__STORED DATA__.
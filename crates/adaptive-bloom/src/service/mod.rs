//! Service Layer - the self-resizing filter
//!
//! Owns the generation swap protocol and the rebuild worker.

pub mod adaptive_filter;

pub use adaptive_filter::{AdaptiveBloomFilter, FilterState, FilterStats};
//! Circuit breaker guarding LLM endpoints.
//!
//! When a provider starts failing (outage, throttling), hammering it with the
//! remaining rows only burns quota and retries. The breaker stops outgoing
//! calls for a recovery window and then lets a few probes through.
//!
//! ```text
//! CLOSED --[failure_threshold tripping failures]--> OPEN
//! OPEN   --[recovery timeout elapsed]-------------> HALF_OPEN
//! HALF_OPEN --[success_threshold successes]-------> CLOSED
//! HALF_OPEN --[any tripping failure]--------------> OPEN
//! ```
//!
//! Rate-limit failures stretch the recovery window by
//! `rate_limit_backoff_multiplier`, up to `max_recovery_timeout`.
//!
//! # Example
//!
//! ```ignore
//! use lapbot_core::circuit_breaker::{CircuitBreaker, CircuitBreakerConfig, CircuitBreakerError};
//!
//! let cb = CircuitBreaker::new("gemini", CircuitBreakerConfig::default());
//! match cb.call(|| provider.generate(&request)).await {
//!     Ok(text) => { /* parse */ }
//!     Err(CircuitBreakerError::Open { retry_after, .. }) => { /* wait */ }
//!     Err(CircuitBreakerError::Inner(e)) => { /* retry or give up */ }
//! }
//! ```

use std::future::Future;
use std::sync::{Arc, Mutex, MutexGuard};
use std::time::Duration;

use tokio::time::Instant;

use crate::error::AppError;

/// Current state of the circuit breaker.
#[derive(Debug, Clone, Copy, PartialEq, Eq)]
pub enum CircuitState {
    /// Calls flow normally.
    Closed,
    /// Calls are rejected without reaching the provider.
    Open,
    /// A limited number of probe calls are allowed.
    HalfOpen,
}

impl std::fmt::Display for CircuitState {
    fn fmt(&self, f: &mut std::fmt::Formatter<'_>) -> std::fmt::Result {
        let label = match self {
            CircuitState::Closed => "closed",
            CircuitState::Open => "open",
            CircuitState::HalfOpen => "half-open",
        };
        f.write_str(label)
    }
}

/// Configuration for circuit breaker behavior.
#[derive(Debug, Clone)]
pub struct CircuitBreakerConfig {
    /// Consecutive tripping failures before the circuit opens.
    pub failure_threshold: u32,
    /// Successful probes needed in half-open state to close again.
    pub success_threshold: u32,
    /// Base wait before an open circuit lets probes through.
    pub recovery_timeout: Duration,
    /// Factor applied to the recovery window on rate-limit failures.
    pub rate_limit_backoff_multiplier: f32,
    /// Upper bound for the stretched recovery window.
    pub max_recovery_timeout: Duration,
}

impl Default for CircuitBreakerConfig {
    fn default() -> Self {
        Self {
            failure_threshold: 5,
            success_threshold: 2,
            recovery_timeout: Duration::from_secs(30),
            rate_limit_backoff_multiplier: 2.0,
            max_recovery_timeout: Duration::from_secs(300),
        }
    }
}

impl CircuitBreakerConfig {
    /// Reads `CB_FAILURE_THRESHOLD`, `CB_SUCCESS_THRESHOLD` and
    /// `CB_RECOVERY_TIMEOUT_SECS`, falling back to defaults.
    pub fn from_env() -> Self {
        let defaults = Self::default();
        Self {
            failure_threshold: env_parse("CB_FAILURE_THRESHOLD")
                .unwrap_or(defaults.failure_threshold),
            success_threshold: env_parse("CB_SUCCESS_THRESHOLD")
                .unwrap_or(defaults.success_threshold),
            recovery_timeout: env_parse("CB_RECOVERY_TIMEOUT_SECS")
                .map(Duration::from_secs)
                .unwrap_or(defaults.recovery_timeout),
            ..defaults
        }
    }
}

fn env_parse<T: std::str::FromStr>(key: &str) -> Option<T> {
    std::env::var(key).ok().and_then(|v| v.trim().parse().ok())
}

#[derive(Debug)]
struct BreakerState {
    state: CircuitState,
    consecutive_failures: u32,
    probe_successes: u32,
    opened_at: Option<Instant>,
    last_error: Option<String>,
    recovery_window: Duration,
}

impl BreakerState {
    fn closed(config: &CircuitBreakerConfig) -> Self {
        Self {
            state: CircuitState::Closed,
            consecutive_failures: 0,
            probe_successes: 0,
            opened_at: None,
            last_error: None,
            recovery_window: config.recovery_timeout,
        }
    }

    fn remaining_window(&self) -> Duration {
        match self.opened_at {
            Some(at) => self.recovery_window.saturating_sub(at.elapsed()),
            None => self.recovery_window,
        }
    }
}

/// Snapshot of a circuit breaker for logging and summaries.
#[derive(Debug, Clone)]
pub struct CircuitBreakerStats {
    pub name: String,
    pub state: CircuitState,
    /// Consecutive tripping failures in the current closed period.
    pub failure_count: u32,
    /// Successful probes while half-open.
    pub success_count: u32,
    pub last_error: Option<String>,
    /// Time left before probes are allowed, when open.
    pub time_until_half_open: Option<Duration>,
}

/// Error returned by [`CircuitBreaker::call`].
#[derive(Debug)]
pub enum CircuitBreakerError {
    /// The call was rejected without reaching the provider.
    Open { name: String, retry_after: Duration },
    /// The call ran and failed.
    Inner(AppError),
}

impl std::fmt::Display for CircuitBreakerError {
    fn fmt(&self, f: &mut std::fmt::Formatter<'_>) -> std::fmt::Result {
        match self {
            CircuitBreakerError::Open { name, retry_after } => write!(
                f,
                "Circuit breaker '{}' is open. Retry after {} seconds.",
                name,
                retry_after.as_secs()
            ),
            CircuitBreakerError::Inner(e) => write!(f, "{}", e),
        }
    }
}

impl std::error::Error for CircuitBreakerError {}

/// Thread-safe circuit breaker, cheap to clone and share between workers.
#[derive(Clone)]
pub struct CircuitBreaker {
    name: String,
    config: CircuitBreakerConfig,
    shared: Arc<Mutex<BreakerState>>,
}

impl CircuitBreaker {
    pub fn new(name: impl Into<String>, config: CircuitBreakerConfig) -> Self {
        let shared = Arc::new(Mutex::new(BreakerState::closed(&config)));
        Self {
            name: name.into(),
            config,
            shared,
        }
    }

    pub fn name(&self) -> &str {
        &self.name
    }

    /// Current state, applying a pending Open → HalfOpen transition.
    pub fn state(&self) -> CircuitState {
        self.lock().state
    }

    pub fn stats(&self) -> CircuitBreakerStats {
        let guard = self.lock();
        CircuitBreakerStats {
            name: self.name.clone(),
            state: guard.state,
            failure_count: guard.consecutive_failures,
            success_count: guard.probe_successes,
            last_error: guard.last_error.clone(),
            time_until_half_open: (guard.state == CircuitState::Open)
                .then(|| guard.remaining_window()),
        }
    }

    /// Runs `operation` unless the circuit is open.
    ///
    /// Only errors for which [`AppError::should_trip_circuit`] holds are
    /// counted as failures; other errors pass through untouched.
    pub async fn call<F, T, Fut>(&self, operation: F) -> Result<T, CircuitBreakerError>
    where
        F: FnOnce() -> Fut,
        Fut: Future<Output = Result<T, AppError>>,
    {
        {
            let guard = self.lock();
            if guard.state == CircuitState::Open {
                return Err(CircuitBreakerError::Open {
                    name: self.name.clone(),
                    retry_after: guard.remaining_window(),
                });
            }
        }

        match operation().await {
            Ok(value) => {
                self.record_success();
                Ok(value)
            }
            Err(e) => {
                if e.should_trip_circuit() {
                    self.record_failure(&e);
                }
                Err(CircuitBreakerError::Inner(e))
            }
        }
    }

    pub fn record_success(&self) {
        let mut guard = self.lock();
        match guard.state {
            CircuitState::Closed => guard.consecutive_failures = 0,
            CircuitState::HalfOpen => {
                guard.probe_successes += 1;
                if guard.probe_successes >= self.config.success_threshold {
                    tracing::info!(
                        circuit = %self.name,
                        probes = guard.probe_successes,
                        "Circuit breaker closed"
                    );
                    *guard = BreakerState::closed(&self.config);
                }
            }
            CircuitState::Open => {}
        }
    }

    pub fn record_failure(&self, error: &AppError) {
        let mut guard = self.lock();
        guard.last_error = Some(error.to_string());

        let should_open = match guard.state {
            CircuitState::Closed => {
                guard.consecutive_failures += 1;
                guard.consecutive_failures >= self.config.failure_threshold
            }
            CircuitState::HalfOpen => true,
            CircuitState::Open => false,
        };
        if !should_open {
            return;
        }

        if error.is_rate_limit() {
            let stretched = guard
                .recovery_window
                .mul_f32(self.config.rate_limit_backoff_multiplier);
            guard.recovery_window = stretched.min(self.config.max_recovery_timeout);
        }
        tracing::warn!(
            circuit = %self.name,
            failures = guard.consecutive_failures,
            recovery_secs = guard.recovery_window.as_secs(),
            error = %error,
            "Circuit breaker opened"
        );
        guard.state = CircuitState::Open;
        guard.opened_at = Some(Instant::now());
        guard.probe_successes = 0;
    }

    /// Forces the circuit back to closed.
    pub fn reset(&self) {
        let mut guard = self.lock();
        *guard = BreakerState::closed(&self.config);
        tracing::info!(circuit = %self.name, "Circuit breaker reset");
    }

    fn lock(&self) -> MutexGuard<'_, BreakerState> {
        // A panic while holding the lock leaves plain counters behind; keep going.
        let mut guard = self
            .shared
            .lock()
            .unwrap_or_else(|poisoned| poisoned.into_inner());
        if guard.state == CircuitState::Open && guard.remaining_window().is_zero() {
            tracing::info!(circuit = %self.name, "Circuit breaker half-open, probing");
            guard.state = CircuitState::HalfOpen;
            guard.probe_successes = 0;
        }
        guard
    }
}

__PROBLEM TO WORK ON__.
List the lines of the entries that include "defaults".

__ANSWER FOR THE TASK__.
    /// `CB_RECOVERY_TIMEOUT_SECS`, falling back to defaults.
        let defaults = Self::default();
                .unwrap_or(defaults.failure_threshold),
                .unwrap_or(defaults.success_threshold),
                .unwrap_or(defaults.recovery_timeout),
            ..defaults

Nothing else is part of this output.